THE INPUT Start Marker
// ---------------------------------------------------------------------------
// Tests
// ---------------------------------------------------------------------------

#[cfg(test)]
mod tests {
    use std::sync::Mutex;

    use assert_matches::assert_matches;
    use async_trait::async_trait;
    use backoffice_core::period::PeriodUnit;
    use backoffice_core::report::{ReportPoint, ReportSummary};
    use tokio::sync::oneshot;

    use super::*;

    /// Echoes each request back as a one-point series labelled with the
    /// requested range, so tests can tell which response landed where.
    #[derive(Default)]
    struct FakeReports {
        requests: Mutex<Vec<ReportRequest>>,
        gates: Mutex<Vec<(PeriodRange, oneshot::Receiver<()>)>>,
        fail: Mutex<bool>,
    }

    impl FakeReports {
        fn hold(&self, range: PeriodRange) -> oneshot::Sender<()> {
            let (tx, rx) = oneshot::channel();
            self.gates.lock().unwrap().push((range, rx));
            tx
        }

        fn requests(&self) -> Vec<ReportRequest> {
            self.requests.lock().unwrap().clone()
        }

        fn clear(&self) {
            self.requests.lock().unwrap().clear();
        }
    }

    #[async_trait]
    impl ReportApi for FakeReports {
        async fn fetch_report(&self, request: &ReportRequest) -> Result<ReportResponse, RemoteError> {
            self.requests.lock().unwrap().push(*request);
            let gate = {
                let mut gates = self.gates.lock().unwrap();
                gates
                    .iter()
                    .position(|(r, _)| *r == request.range)
                    .map(|i| gates.remove(i).1)
            };
            if let Some(rx) = gate {
                let _ = rx.await;
            }
            if *self.fail.lock().unwrap() {
                return Err(RemoteError::status(502));
            }
            Ok(labelled(request.range))
        }
    }

    fn labelled(range: PeriodRange) -> ReportResponse {
        ReportResponse {
            series: vec![ReportPoint {
                period: range.to_string(),
                total_sales: 10.0,
                order_count: 1,
                target_amount: None,
            }],
            summary: ReportSummary::default(),
        }
    }

    fn label(report: &Option<ReportResponse>) -> Option<String> {
        report.as_ref().map(|r| r.series[0].period.clone())
    }

    fn today() -> NaiveDate {
        NaiveDate::from_ymd_opt(2026, 10, 18).unwrap()
    }

    fn years(start: i32, end: i32) -> PeriodRange {
        PeriodRange::new(PeriodUnit::Year(start), PeriodUnit::Year(end)).unwrap()
    }

    fn yearly(initial: PeriodRange) -> (Arc<FakeReports>, SalesReportController) {
        let api = Arc::new(FakeReports::default());
        let c = SalesReportController::new(Arc::clone(&api) as Arc<dyn ReportApi>, initial, today());
        (api, c)
    }

    // -- initial load --------------------------------------------------------

    #[tokio::test]
    async fn initial_load_uses_default_chart_window() {
        let (api, c) = yearly(years(2024, 2024));

        let plan = c.load_initial().await.unwrap();

        assert_eq!(plan.decision, SyncDecision::FirstLoad);
        assert_eq!(plan.window, years(2022, 2026));
        let ranges: Vec<_> = api.requests().iter().map(|r| r.range).collect();
        assert_eq!(ranges, vec![years(2024, 2024), years(2022, 2026)]);

        let snap = c.snapshot().await;
        assert_eq!(label(&snap.table).as_deref(), Some("2024..2024"));
        assert_eq!(label(&snap.chart).as_deref(), Some("2022..2026"));
        assert!(!snap.is_table_loading);
        assert!(!snap.is_chart_loading);
    }

    // -- query changes -------------------------------------------------------

    #[tokio::test]
    async fn tracked_range_refetches_chart() {
        let (api, c) = yearly(years(2026, 2026));
        c.load_initial().await.unwrap();
        api.clear();

        let plan = c.set_query_range(years(2019, 2021)).await.unwrap();

        assert_eq!(plan.decision, SyncDecision::TrackQuery);
        let ranges: Vec<_> = api.requests().iter().map(|r| r.range).collect();
        assert_eq!(ranges, vec![years(2019, 2021), years(2019, 2021)]);
        assert_eq!(c.snapshot().await.chart_window, years(2019, 2021));
    }

    #[tokio::test]
    async fn unchanged_window_skips_chart_fetch() {
        let (api, c) = yearly(years(2026, 2026));
        c.load_initial().await.unwrap();
        api.clear();

        let plan = c.set_query_range(years(2010, 2020)).await.unwrap();

        assert_eq!(plan.decision, SyncDecision::SpanTooWide);
        let ranges: Vec<_> = api.requests().iter().map(|r| r.range).collect();
        assert_eq!(ranges, vec![years(2010, 2020)]);
        let snap = c.snapshot().await;
        assert_eq!(label(&snap.table).as_deref(), Some("2010..2020"));
        assert_eq!(label(&snap.chart).as_deref(), Some("2022..2026"));
    }

    #[tokio::test]
    async fn mismatched_granularity_is_rejected() {
        let (api, c) = yearly(years(2024, 2024));
        let months = PeriodRange::parse(Granularity::Month, "2024-01", "2024-03").unwrap();

        let err = c.set_query_range(months).await.unwrap_err();

        assert_matches!(err, CoreError::InvalidPeriod(_));
        assert!(api.requests().is_empty());
        assert_eq!(c.snapshot().await.query, years(2024, 2024));
    }

    #[tokio::test]
    async fn daily_screen_chart_stays_on_month_to_date() {
        let api = Arc::new(FakeReports::default());
        let initial = PeriodRange::parse(Granularity::Day, "2026-10-01", "2026-10-18").unwrap();
        let c = SalesReportController::new(Arc::clone(&api) as Arc<dyn ReportApi>, initial, today());
        c.load_initial().await.unwrap();

        let past = PeriodRange::parse(Granularity::Day, "2026-09-01", "2026-09-03").unwrap();
        let plan = c.set_query_range(past).await.unwrap();

        assert_eq!(plan.decision, SyncDecision::NoRule);
        assert_eq!(plan.window, initial);
    }

    // -- scope ---------------------------------------------------------------

    #[tokio::test]
    async fn scope_change_refetches_both_sections() {
        let (api, c) = yearly(years(2024, 2024));
        c.load_initial().await.unwrap();
        api.clear();

        c.set_scope(ReportScope::Store(4)).await;

        let reqs = api.requests();
        assert_eq!(reqs.len(), 2);
        assert!(reqs.iter().all(|r| r.scope == ReportScope::Store(4)));
        assert_eq!(reqs[0].range, years(2024, 2024));
        assert_eq!(reqs[1].range, years(2022, 2026));
    }

    // -- stale responses and failures ----------------------------------------

    #[tokio::test]
    async fn late_table_response_is_discarded() {
        let (api, c) = yearly(years(2026, 2026));
        c.load_initial().await.unwrap();

        let release = api.hold(years(2019, 2020));
        let first = c.set_query_range(years(2019, 2020));
        let second = async {
            c.set_query_range(years(2021, 2022)).await.unwrap();
            release.send(()).unwrap();
        };
        let (first, ()) = tokio::join!(first, second);
        first.unwrap();

        let snap = c.snapshot().await;
        assert_eq!(snap.query, years(2021, 2022));
        assert_eq!(label(&snap.table).as_deref(), Some("2021..2022"));
        assert_eq!(label(&snap.chart).as_deref(), Some("2021..2022"));
    }

    #[tokio::test]
    async fn failed_fetch_keeps_previous_report() {
        let (api, c) = yearly(years(2024, 2024));
        c.load_initial().await.unwrap();
        *api.fail.lock().unwrap() = true;

        c.set_query_range(years(2023, 2023)).await.unwrap();

        let snap = c.snapshot().await;
        assert_eq!(label(&snap.table).as_deref(), Some("2024..2024"));
        assert_eq!(
            snap.table_error.as_deref(),
            Some("The server encountered an error. Please try again later.")
        );
        assert_eq!(snap.chart_error, snap.table_error);
    }

    #[tokio::test]
    async fn failed_chart_is_refetched_when_same_range_is_reissued() {
        let (api, c) = yearly(years(2026, 2026));
        c.load_initial().await.unwrap();
        *api.fail.lock().unwrap() = true;
        c.set_query_range(years(2019, 2021)).await.unwrap();
        assert!(c.snapshot().await.chart_error.is_some());

        *api.fail.lock().unwrap() = false;
        api.clear();
        c.set_query_range(years(2019, 2021)).await.unwrap();

        let ranges: Vec<_> = api.requests().iter().map(|r| r.range).collect();
        assert_eq!(ranges, vec![years(2019, 2021), years(2019, 2021)]);
        let snap = c.snapshot().await;
        assert_eq!(snap.chart_window, years(2019, 2021));
        assert_eq!(label(&snap.chart).as_deref(), Some("2019..2021"));
        assert_eq!(snap.chart_error, None);
    }

    #[tokio::test]
    async fn retry_chart_refetches_current_window() {
        let (api, c) = yearly(years(2026, 2026));
        c.load_initial().await.unwrap();
        *api.fail.lock().unwrap() = true;
        c.set_query_range(years(2020, 2021)).await.unwrap();

        *api.fail.lock().unwrap() = false;
        api.clear();
        c.retry_chart().await;

        let reqs = api.requests();
        assert_eq!(reqs.len(), 1);
        assert_eq!(reqs[0].range, years(2020, 2021));
        let snap = c.snapshot().await;
        assert_eq!(label(&snap.chart).as_deref(), Some("2020..2021"));
        assert_eq!(snap.chart_error, None);
        // The table keeps its own failure until the range is re-issued.
        assert!(snap.table_error.is_some());
    }
}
THE INPUT End Marker
Work through the material above. Then report how many of its lines contain "clone", and only that.

SOLUTION FOR THIS PROBLEM:
4